Shares in Oracle fell sharply by over 7% in after-hours trading following the release of its second-quarter results for fiscal year 2025 (Q2 FY25), which fell short of Wall Street’s earnings expectations. The Austin-based company also delivered weaker-than-anticipated guidance for the coming quarter, signalling challenges in the competitive cloud computing market.

In the previous quarter, Oracle reported a robust performance driven by the growing demand for its cloud services and offerings. The US computer technology company reported a significant rise in its net income for Q1 FY25, reaching $2.9bn, a 21% increase compared to the corresponding period of the last fiscal year. However, the optimism from Q1 was overshadowed in Q2 by rising expenses and competition from tech giants.

Despite a 52% year-over-year (YoY) surge in cloud infrastructure (IaaS) revenue, driven by increased demand for computing power to support artificial intelligence (AI) workloads, Oracle’s adjusted earnings per share (EPS) of $1.47 narrowly missed analysts’ forecast of $1.48. Total revenue for the quarter reached $14.1bn, a 9% annual increase, but still came in slightly below market expectations.

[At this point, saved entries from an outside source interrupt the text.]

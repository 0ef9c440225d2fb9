use clap::{Parser, Subcommand};

/// Turn free-text cooking instructions into robotic SOP commands.
#[derive(Parser, Debug)]
#[command(name = "rc-cli")]
#[command(version)]
#[command(about = "Robotic recipe engine: instructions in, SOP JSON out.", long_about = None)]
pub struct Cli {
    /// Engine config file (TOML). Defaults apply when omitted.
    #[arg(short, long, global = true)]
    pub config: Option<String>,

    /// Simulated parse latency in milliseconds (overrides the config file)
    #[arg(long, global = true)]
    pub latency_ms: Option<u64>,

    #[command(subcommand)]
    pub command: Command,
}

#[derive(Subcommand, Debug)]
pub enum Command {
    /// Show the categorical fields extracted from an instruction
    Extract {
        /// Cooking instruction text
        text: String,
    },

    /// Generate an SOP payload from an instruction
    Generate {
        /// Cooking instruction text
        text: String,
    },

    /// Generate an SOP, then apply one round of taste feedback
    Optimize {
        /// Cooking instruction text
        text: String,

        /// Taste score (1-10)
        #[arg(short, long, allow_negative_numbers = true)]
        score: i64,

        /// Tasting notes, e.g. "edges slightly burnt"
        #[arg(short, long, default_value = "")]
        notes: String,
    },
}

#[cfg(test)]
mod tests {
    use super::*;

    #[test]
    fn parse_generate() {
        let cli = Cli::try_parse_from(["rc-cli", "generate", "boil on high"]).unwrap();
        assert!(cli.config.is_none());
        match cli.command {
            Command::Generate { text } => assert_eq!(text, "boil on high"),
            other => panic!("unexpected command: {other:?}"),
        }
    }

    #[test]
    fn parse_optimize_with_global_config() {
        let cli = Cli::try_parse_from([
            "rc-cli",
            "optimize",
            "saute onions",
            "--score",
            "5",
            "--notes",
            "tastes raw",
            "--config",
            "engine.toml",
        ])
        .unwrap();
        assert_eq!(cli.config.as_deref(), Some("engine.toml"));
        match cli.command {
            Command::Optimize { text, score, notes } => {
                assert_eq!(text, "saute onions");
                assert_eq!(score, 5);
                assert_eq!(notes, "tastes raw");
            }
            other => panic!("unexpected command: {other:?}"),
        }
    }

    #[test]
    fn optimize_requires_score() {
        assert!(Cli::try_parse_from(["rc-cli", "optimize", "saute onions"]).is_err());
    }

    #[test]
    fn notes_default_to_empty() {
        let cli = Cli::try_parse_from(["rc-cli", "optimize", "boil", "-s", "3"]).unwrap();
        match cli.command {
            Command::Optimize { notes, .. } => assert!(notes.is_empty()),
            other => panic!("unexpected command: {other:?}"),
        }
    }
}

Oracle faces intensifying competition from major tech rivals such as Microsoft, Amazon, and Google in the lucrative cloud services market. In response, Oracle has been ramping up capital expenditure on infrastructure, including investments in Nvidia-powered artificial intelligence (AI) hardware and additional cloud regions. While these moves aim to position Oracle as a leader in AI and cloud services, they have raised concerns about profit margin pressures amid soaring expenses.

Earlier this year, the company’s shares gained over 80% year-to-date on optimism around AI-related growth. Analysts cited the earnings miss and cautious guidance as key factors driving the selloff.

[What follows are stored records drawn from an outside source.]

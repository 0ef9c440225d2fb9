//! Shared test harness for E2E integration tests.
//!
//! Drives the real API router in-process via `tower::oneshot`, so every
//! request runs through routing, extraction, the engine, and serialization.

#![allow(dead_code)]

use axum::Router;
use axum::body::Body;
use axum::http::{Request, StatusCode};
use http_body_util::BodyExt;
use serde_json::{Value, json};
use tower::ServiceExt;

use rc_api::routes::build_router;
use rc_api::state::AppState;
use rc_engine::{EngineConfig, Pipeline};

/// E2E test harness wrapping the API router and its state.
pub struct TestHarness {
    pub state: AppState,
    pub router: Router,
}

impl TestHarness {
    /// Harness with the default pipeline (no latency, default limits).
    pub fn new() -> Self {
        Self::with_config(EngineConfig::default())
    }

    pub fn with_config(config: EngineConfig) -> Self {
        let pipeline = Pipeline::from_config(config).unwrap();
        let state = AppState::new(pipeline);
        let router = build_router(state.clone());
        Self { state, router }
    }

    /// Send a request and return (status, JSON body). Empty bodies map to `Null`.
    pub async fn send(&self, request: Request<Body>) -> (StatusCode, Value) {
        let response = self.router.clone().oneshot(request).await.unwrap();
        let status = response.status();
        let bytes = response.into_body().collect().await.unwrap().to_bytes();
        let json = if bytes.is_empty() {
            Value::Null
        } else {
            serde_json::from_slice(&bytes).unwrap()
        };
        (status, json)
    }

    pub async fn get(&self, uri: &str) -> (StatusCode, Value) {
        self.send(Request::get(uri).body(Body::empty()).unwrap()).await
    }

    pub async fn post(&self, uri: &str, body: Value) -> (StatusCode, Value) {
        self.send(
            Request::post(uri)
                .header("content-type", "application/json")
                .body(Body::from(serde_json::to_vec(&body).unwrap()))
                .unwrap(),
        )
        .await
    }

    /// POST /api/v1/sessions and return the new session ID.
    pub async fn create_session(&self) -> String {
        let (status, json) = self
            .send(Request::post("/api/v1/sessions").body(Body::empty()).unwrap())
            .await;
        assert_eq!(status, StatusCode::CREATED);
        json["id"].as_str().unwrap().to_string()
    }

    pub async fn generate(&self, session_id: &str, instruction: &str) -> (StatusCode, Value) {
        self.post(
            &format!("/api/v1/sessions/{session_id}/generate"),
            json!({ "instruction": instruction }),
        )
        .await
    }

    pub async fn optimize(&self, session_id: &str, score: i64, notes: &str) -> (StatusCode, Value) {
        self.post(
            &format!("/api/v1/sessions/{session_id}/optimize"),
            json!({ "score": score, "notes": notes }),
        )
        .await
    }
}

Cloud revenue soars amid growing demand for AI solutions

The Q2 FY25 results suggest that Oracle’s cloud business continues to grow despite challenges. Revenue from cloud services and licence support grew 12% to $10.8bn, while Infrastructure as a Service (IaaS) revenue soared 52%. Oracle emphasised the rising demand for AI workloads, which has bolstered its partnerships with cloud hyperscalers like Microsoft Azure and Amazon Web Services (AWS). The company’s total cloud revenue, encompassing IaaS and software-as-a-service (SaaS), climbed 24% YoY to $5.9bn. Within its SaaS segment, cloud applications revenue rose to $3.5bn, reflecting a 10% annual increase. Key drivers included Fusion Cloud ERP, which generated $900m in revenue, up 18%, and NetSuite Cloud ERP, also at $900m, which grew 20%.

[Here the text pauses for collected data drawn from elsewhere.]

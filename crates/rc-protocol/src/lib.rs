pub mod feedback;
pub mod instruction;
pub mod payload;
pub mod session;

pub use feedback::*;
pub use instruction::*;
pub use payload::*;
pub use session::*;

Oracle CEO Safra Catz reiterated the company’s ambitious forecast of reaching $25bn in cloud revenue for fiscal 2025, supported by increasing adoption of its multi-cloud offerings and strategic SaaS applications. “Growth in the AI segment of our Infrastructure business was extraordinary—GPU consumption was up 336% in the quarter—and we delivered the world’s largest and fastest AI SuperComputer scaling up to 65,000 NVIDIA H200 GPUs,” said Catz. “With our remaining performance obligation (RPO) up 50% to $97bn, we believe our already impressive growth rates will continue to climb even higher.”

However, analysts remain cautious about Oracle’s ability to close the gap with market leaders.

Oracle’s outlook for the third quarter includes adjusted EPS guidance of $1.5 to $1.54, below the consensus estimate of $1.57. The company forecasts total revenue to grow from 9% to 11% in constant currency. While its total cloud revenue is slated to increase from 25% to 27% in constant currency, Oracle’s steep rise in capital expenditure is expected to persist, potentially impacting profitability. Meanwhile, competition in the cloud sector and broader economic headwinds could pose additional risks.